Last week, we highlighted Fed Chairman, Jay Powell’s speech to a virtual Jackson Hole conference, formally announcing a policy shift to accommodate higher inflation.

Markets had been anticipating the move for some time, helping long-term inflation expectations recover from March lows. This week, inflation expectations had a bit of a milestone, crossing 1.80% on Monday – the highest point so far in 2020.

Source: Federal Reserve St. Louis, PeerIQ

Sure, it’s a bit too early for the Fed to declare victory – and by the end of the week, breakevens had fallen back to 1.70%, but it’s yet one more sign of progress for the post-COVID-19 economy.

Checking in on Borrowers

Each week, we’ve been taking a moment to check in on consumer loan borrowers, to see how their experience during the pandemic matches up against the broader macroeconomic environment.

With the latest positive news this week, we wanted to check: do we see evidence of better borrower health mirroring the broader economy?

Source: PeerIQ Analytics Platform

Source: PeerIQ Analytics Platform

As in past weeks, we continue to see borrowers that entered forbearance programs later in the pandemic moving to current or delinquent status much faster than their earlier peers.

Furthermore, it is a bit concerning that the June cohort is starting to fall behind May’s “current” levels, while breaking away in terms of delinquencies…something we’ll be watching closely in the weeks ahead.

Want to conduct similar analyses on your own loan portfolio? Please reach out to your PeerIQ client service contact to learn more.

A Reassertion of State Oversight?

On the regulatory front, this week California lawmakers reached broad agreement on establishing a new state agency to oversee financial services. Dubbed the “Department of Financial Protection and Innovation,” the new agency is expected to replace the existing Department of Business Oversight and will have expanded supervisory powers over debt collectors and other service providers.

Richard Cordray, an advocate for the legislation and the former director of the CFPB, noted that this “could be the most powerful year ever for consumer financial protections in California.”

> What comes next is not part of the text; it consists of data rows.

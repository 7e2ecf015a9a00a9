//! Spread endpoint bodies.

use serde::{Deserialize, Serialize};

/// `POST /api/distributor/spread` request body
#[derive(Debug, Clone, Copy, Serialize)]
pub struct CreateSpreadBody {
    pub amount: i64,
    pub count: i64,
}

/// Wrapped payload (`{success, message, data: {token}}`)
#[derive(Debug, Clone, Default, Deserialize)]
pub struct SpreadData {
    #[serde(default)]
    pub token: Option<String>,
}

/// `POST /api/distributor/spread` response body.
///
/// Accepts both a bare `{token}` and the wrapped response model.
#[derive(Debug, Clone, Default, Deserialize)]
pub struct CreateSpreadResponse {
    #[serde(default)]
    pub token: Option<String>,
    #[serde(default)]
    pub data: Option<SpreadData>,
    #[serde(default)]
    pub message: Option<String>,
}

impl CreateSpreadResponse {
    pub fn token(&self) -> Option<&str> {
        self.token
            .as_deref()
            .or_else(|| self.data.as_ref().and_then(|data| data.token.as_deref()))
            .filter(|token| !token.is_empty())
    }
}

#[cfg(test)]
mod tests {
    use super::*;

    #[test]
    fn test_token_from_top_level() {
        // テスト項目: トップレベルの token が読み取られる
        // given (前提条件):
        let body = r#"{"token":"t1"}"#;

        // when (操作):
        let response: CreateSpreadResponse = serde_json::from_str(body).unwrap();

        // then (期待する結果):
        assert_eq!(response.token(), Some("t1"));
    }

    #[test]
    fn test_token_from_wrapped_response() {
        // テスト項目: data でラップされた token が読み取られる
        // given (前提条件):
        let body = r#"{"success":true,"message":"created","data":{"token":"abc"}}"#;

        // when (操作):
        let response: CreateSpreadResponse = serde_json::from_str(body).unwrap();

        // then (期待する結果):
        assert_eq!(response.token(), Some("abc"));
        assert_eq!(response.message.as_deref(), Some("created"));
    }

    #[test]
    fn test_token_missing() {
        // テスト項目: token がない場合は None
        // given (前提条件):
        let body = r#"{"success":true,"data":{}}"#;

        // when (操作):
        let response: CreateSpreadResponse = serde_json::from_str(body).unwrap();

        // then (期待する結果):
        assert_eq!(response.token(), None);
    }

    #[test]
    fn test_empty_token_is_treated_as_missing() {
        // テスト項目: 空文字の token は None として扱われる
        // given (前提条件):
        let body = r#"{"token":""}"#;

        // when (操作):
        let response: CreateSpreadResponse = serde_json::from_str(body).unwrap();

        // then (期待する結果):
        assert_eq!(response.token(), None);
    }
}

As readers know, after the recent game-changing settlement in Colorado, which established important clarity on how FinTechs and banks could support consumer access to necessary financial services, while staying compliant with state regulations – we observed that we might be entering into a new phase of states trying to reassert their regulatory oversight of financial services, potentially in direct conflict with long-established deference to OCC and FDIC rules.

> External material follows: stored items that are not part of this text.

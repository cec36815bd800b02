use garde::Validate;
use serde::{Deserialize, Serialize};
use std::collections::HashSet;

use crate::models::remote::{AdContent, RemoteAd};

/// Platform caps on responsive search ad assets.
pub const MAX_HEADLINES: usize = 15;
pub const MAX_DESCRIPTIONS: usize = 4;
const BASELINE_HEADLINES: usize = 3;

/// Themed copy appended to the baseline ad when a variant is created.
#[derive(Debug, Clone, Default, Serialize, Deserialize, Validate, PartialEq)]
pub struct ContentTemplate {
    #[garde(length(max = 12), inner(length(max = 30)))]
    pub headlines: Vec<String>,

    #[garde(length(max = 3), inner(length(max = 90)))]
    pub descriptions: Vec<String>,

    #[garde(length(max = 15))]
    pub path1: String,
}

/// Static definition of a themed variant.
#[derive(Debug, Clone, Serialize, Deserialize, Validate, PartialEq)]
pub struct VariantDefinition {
    #[garde(length(min = 1, max = 100))]
    pub name: String,

    #[garde(length(min = 1, max = 80))]
    pub marker_label: String,

    #[garde(length(min = 1, max = 80))]
    pub done_label: String,

    #[garde(dive)]
    #[serde(default)]
    pub content_template: ContentTemplate,
}

impl VariantDefinition {
    pub fn new(name: &str, marker_label: &str, done_label: &str) -> Self {
        Self {
            name: name.to_string(),
            marker_label: marker_label.to_string(),
            done_label: done_label.to_string(),
            content_template: ContentTemplate::default(),
        }
    }

    /// Build the new variant ad from a baseline ad. Returns `None` when the
    /// baseline has no final url to point the variant at.
    pub fn build_content(&self, baseline: &RemoteAd) -> Option<AdContent> {
        let base = &baseline.content;
        let final_url = base.final_urls.first()?.clone();

        let headlines: Vec<String> = base
            .headlines
            .iter()
            .take(BASELINE_HEADLINES)
            .chain(self.content_template.headlines.iter())
            .filter(|h| !h.is_empty())
            .take(MAX_HEADLINES)
            .cloned()
            .collect();

        let descriptions: Vec<String> = base
            .descriptions
            .iter()
            .take(1)
            .chain(self.content_template.descriptions.iter())
            .filter(|d| !d.is_empty())
            .take(MAX_DESCRIPTIONS)
            .cloned()
            .collect();

        let path2 = if base.path2.is_empty() {
            base.path1.clone()
        } else {
            base.path2.clone()
        };

        Some(AdContent {
            headlines,
            descriptions,
            final_urls: vec![final_url],
            path1: self.content_template.path1.clone(),
            path2,
        })
    }
}

/// The full set of variants known to the engine.
#[derive(Debug, Clone, Serialize, Deserialize, PartialEq)]
pub struct VariantCatalog {
    variants: Vec<VariantDefinition>,
}

#[derive(Debug, thiserror::Error)]
pub enum CatalogError {
    #[error("invalid variant definition: {0}")]
    Invalid(#[from] garde::Report),

    #[error("duplicate variant name or label: {0}")]
    Duplicate(String),
}

impl VariantCatalog {
    pub fn new(variants: Vec<VariantDefinition>) -> Result<Self, CatalogError> {
        let mut seen = HashSet::new();
        for variant in &variants {
            variant.validate()?;
            for key in [&variant.name, &variant.marker_label, &variant.done_label] {
                if !seen.insert(key.clone()) {
                    return Err(CatalogError::Duplicate(key.clone()));
                }
            }
        }
        Ok(Self { variants })
    }

    /// Built-in seasonal catalogue used when no variants file is configured.
    pub fn builtin() -> Self {
        let seasonal = |name: &str, code: &str, display: &str, path: &str| VariantDefinition {
            name: name.to_string(),
            marker_label: format!("THEME_{code}"),
            done_label: format!("THEME_{code}_DONE"),
            content_template: ContentTemplate {
                headlines: vec![
                    format!("{display} Deals"),
                    format!("Shop {display} Now"),
                    format!("{display} Sale"),
                ],
                descriptions: vec![format!("Real {display} offers. Order today.")],
                path1: path.to_string(),
            },
        };

        Self {
            variants: vec![
                seasonal("black_friday", "BF", "Black Friday", "blackfriday"),
                seasonal("cyber_monday", "CM", "Cyber Monday", "cybermonday"),
                seasonal("sinterklaas", "SK", "Sinterklaas", "sinterklaas"),
                seasonal("kerstmis", "KM", "Kerstmis", "kerst"),
                seasonal("singles_day", "SD", "Singles Day", "singlesday"),
            ],
        }
    }

    pub fn get(&self, name: &str) -> Option<&VariantDefinition> {
        self.variants.iter().find(|v| v.name == name)
    }

    pub fn iter(&self) -> impl Iterator<Item = &VariantDefinition> {
        self.variants.iter()
    }

    pub fn names(&self) -> Vec<String> {
        self.variants.iter().map(|v| v.name.clone()).collect()
    }

    /// The variant whose marker label this ad carries, if any.
    pub fn variant_of(&self, ad: &RemoteAd) -> Option<&VariantDefinition> {
        self.variants.iter().find(|v| ad.has_label(&v.marker_label))
    }

    /// Number of distinct variant markers on an ad.
    pub fn marker_count(&self, ad: &RemoteAd) -> usize {
        self.variants
            .iter()
            .filter(|v| ad.has_label(&v.marker_label))
            .count()
    }
}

California’s action this week may not quite be at that level, but it does underscore the importance of keeping a very close eye on state-level regulatory activity in the coming months.

PayPal Aims at Affirm and Afterpay

Big news on the industry front, as Forbes reports on PayPal’s launch of its own POS solution, marking the latest entry into a market with millions of U.S. customers.

Named “Pay in 4,” the service allows customers to split purchases of up to $600 into four installments over a six week period.

Potentially posing a direct challenge to the incumbents, the new service will not charge an incremental fee to retailers (PayPal already books a 2.9% charge to merchants using its service) nor interest to consumers, only tacking on a late fee of up to $10. Unlike their existing PayPal credit service – more akin to traditional lending, and funded by its relationship with Synchrony – the new Pay in 4 loans will stay on PayPal’s balance sheet.